What the task requires →
Copy out the entries that follow, unchanged.

Entries supplied →
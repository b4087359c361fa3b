use std::fmt::Write;
use std::path::Path;

use ux_core::ReportJson;

pub fn run(path: &Path) -> Result<(), Box<dyn std::error::Error>> {
    let content = std::fs::read_to_string(path)?;
    let report: ReportJson = serde_json::from_str(&content)?;
    print!("{}", render(&report));
    Ok(())
}

/// Human-readable rendering of a report.
pub fn render(report: &ReportJson) -> String {
    let mut out = String::new();
    let summary = &report.summary;

    // Writing to a String cannot fail.
    let _ = writeln!(out, "Summary");
    let _ = writeln!(out, "=======");
    let _ = writeln!(
        out,
        "Episodes: {} (completed {}, abandoned {})",
        summary.total_episodes, summary.completed_episodes, summary.abandoned_episodes
    );
    let _ = writeln!(
        out,
        "Avg friction: {:.3}  Avg drop-off risk: {:.3}",
        summary.avg_friction, summary.avg_dropoff_risk
    );
    let _ = writeln!(out);

    let _ = writeln!(out, "Findings");
    let _ = writeln!(out, "========");
    if report.findings.is_empty() {
        let _ = writeln!(out, "  (none)");
    }
    for (i, finding) in report.findings.iter().enumerate() {
        let element = finding
            .element_ref
            .as_deref()
            .map(|e| format!(" ({})", e))
            .unwrap_or_default();
        let screen = finding
            .screen_index
            .map(|s| format!(", screen {}", s))
            .unwrap_or_default();
        let _ = writeln!(
            out,
            "{:>3}. [{:.2}] {}{} x{}, {} personas{}",
            i + 1,
            finding.severity,
            finding.issue,
            element,
            finding.frequency,
            finding.affected_personas.len(),
            screen
        );
        if let Some(fix) = &finding.recommended_fix {
            let _ = writeln!(out, "       fix: {}", fix);
        }
    }
    let _ = writeln!(out);

    let _ = writeln!(out, "Screens");
    let _ = writeln!(out, "=======");
    for screen in report.per_screen.values() {
        let _ = writeln!(
            out,
            "  #{} {}: friction avg {:.2} max {:.2}, drop-off {:.2}, {} confusions, {} findings, {} steps",
            screen.screen_index,
            if screen.label.is_empty() { "(no url)" } else { &screen.label },
            screen.avg_friction,
            screen.max_friction,
            screen.avg_dropoff_risk,
            screen.confusion_count,
            screen.finding_count,
            screen.step_count
        );
    }
    let _ = writeln!(out);

    let _ = writeln!(out, "Personas");
    let _ = writeln!(out, "========");
    for rollup in &report.per_persona {
        let _ = writeln!(
            out,
            "  {} {}: {} steps, friction {:.2}, confidence {:.2}, {} confusions",
            rollup.persona_id,
            rollup.status.as_str(),
            rollup.step_count,
            rollup.avg_friction,
            rollup.avg_confidence,
            rollup.confusions.len()
        );
    }
    out
}

#[cfg(test)]
mod tests {
    use super::*;
    use serde_json::json;

    #[test]
    fn test_render_lists_findings_in_order() {
        let report: ReportJson = serde_json::from_value(json!({
            "summary": {
                "totalEpisodes": 2,
                "completedEpisodes": 1,
                "abandonedEpisodes": 1,
                "avgFriction": 0.5,
                "avgDropoffRisk": 0.25
            },
            "findings": [
                {
                    "issue": "Cannot find submit button",
                    "evidence": "Blends into footer",
                    "severity": 0.9,
                    "frequency": 2,
                    "affectedPersonas": ["a", "b"],
                    "elementRef": "btn-1",
                    "stepIndex": 1,
                    "screenIndex": 1
                },
                {
                    "issue": "Help is hard to find",
                    "evidence": "No link",
                    "severity": 0.4,
                    "frequency": 1,
                    "affectedPersonas": ["a"]
                }
            ],
            "perScreen": {},
            "perPersona": []
        }))
        .unwrap();

        let text = render(&report);
        assert!(text.contains("Episodes: 2 (completed 1, abandoned 1)"));
        assert!(text.contains("  1. [0.90] Cannot find submit button (btn-1) x2, 2 personas, screen 1"));
        assert!(text.contains("  2. [0.40] Help is hard to find x1, 1 personas"));
        let first = text.find("Cannot find").unwrap();
        let second = text.find("Help is hard").unwrap();
        assert!(first < second);
    }
}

Problem solution →
repository b4087359c361fa3b
use std::fmt::Write;
use std::path::Path;

use ux_core::ReportJson;

pub fn run(path: &Path) -> Result<(), Box<dyn std::error::Error>> {
    let content = std::fs::read_to_string(path)?;
    let report: ReportJson = serde_json::from_str(&content)?;
    print!("{}", render(&report));
    Ok(())
}

/// Human-readable rendering of a report.
pub fn render(report: &ReportJson) -> String {
    let mut out = String::new();
    let summary = &report.summary;

    // Writing to a String cannot fail.
    let _ = writeln!(out, "Summary");
    let _ = writeln!(out, "=======");
    let _ = writeln!(
        out,
        "Episodes: {} (completed {}, abandoned {})",
        summary.total_episodes, summary.completed_episodes, summary.abandoned_episodes
    );
    let _ = writeln!(
        out,
        "Avg friction: {:.3}  Avg drop-off risk: {:.3}",
        summary.avg_friction, summary.avg_dropoff_risk
    );
    let _ = writeln!(out);

    let _ = writeln!(out, "Findings");
    let _ = writeln!(out, "========");
    if report.findings.is_empty() {
        let _ = writeln!(out, "  (none)");
    }
    for (i, finding) in report.findings.iter().enumerate() {
        let element = finding
            .element_ref
            .as_deref()
            .map(|e| format!(" ({})", e))
            .unwrap_or_default();
        let screen = finding
            .screen_index
            .map(|s| format!(", screen {}", s))
            .unwrap_or_default();
        let _ = writeln!(
            out,
            "{:>3}. [{:.2}] {}{} x{}, {} personas{}",
            i + 1,
            finding.severity,
            finding.issue,
            element,
            finding.frequency,
            finding.affected_personas.len(),
            screen
        );
        if let Some(fix) = &finding.recommended_fix {
            let _ = writeln!(out, "       fix: {}", fix);
        }
    }
    let _ = writeln!(out);

    let _ = writeln!(out, "Screens");
    let _ = writeln!(out, "=======");
    for screen in report.per_screen.values() {
        let _ = writeln!(
            out,
            "  #{} {}: friction avg {:.2} max {:.2}, drop-off {:.2}, {} confusions, {} findings, {} steps",
            screen.screen_index,
            if screen.label.is_empty() { "(no url)" } else { &screen.label },
            screen.avg_friction,
            screen.max_friction,
            screen.avg_dropoff_risk,
            screen.confusion_count,
            screen.finding_count,
            screen.step_count
        );
    }
    let _ = writeln!(out);

    let _ = writeln!(out, "Personas");
    let _ = writeln!(out, "========");
    for rollup in &report.per_persona {
        let _ = writeln!(
            out,
            "  {} {}: {} steps, friction {:.2}, confidence {:.2}, {} confusions",
            rollup.persona_id,
            rollup.status.as_str(),
            rollup.step_count,
            rollup.avg_friction,
            rollup.avg_confidence,
            rollup.confusions.len()
        );
    }
    out
}

#[cfg(test)]
mod tests {
    use super::*;
    use serde_json::json;

    #[test]
    fn test_render_lists_findings_in_order() {
        let report: ReportJson = serde_json::from_value(json!({
            "summary": {
                "totalEpisodes": 2,
                "completedEpisodes": 1,
                "abandonedEpisodes": 1,
                "avgFriction": 0.5,
                "avgDropoffRisk": 0.25
            },
            "findings": [
                {
                    "issue": "Cannot find submit button",
                    "evidence": "Blends into footer",
                    "severity": 0.9,
                    "frequency": 2,
                    "affectedPersonas": ["a", "b"],
                    "elementRef": "btn-1",
                    "stepIndex": 1,
                    "screenIndex": 1
                },
                {
                    "issue": "Help is hard to find",
                    "evidence": "No link",
                    "severity": 0.4,
                    "frequency": 1,
                    "affectedPersonas": ["a"]
                }
            ],
            "perScreen": {},
            "perPersona": []
        }))
        .unwrap();

        let text = render(&report);
        assert!(text.contains("Episodes: 2 (completed 1, abandoned 1)"));
        assert!(text.contains("  1. [0.90] Cannot find submit button (btn-1) x2, 2 personas, screen 1"));
        assert!(text.contains("  2. [0.40] Help is hard to find x1, 1 personas"));
        let first = text.find("Cannot find").unwrap();
        let second = text.find("Help is hard").unwrap();
        assert!(first < second);
    }
}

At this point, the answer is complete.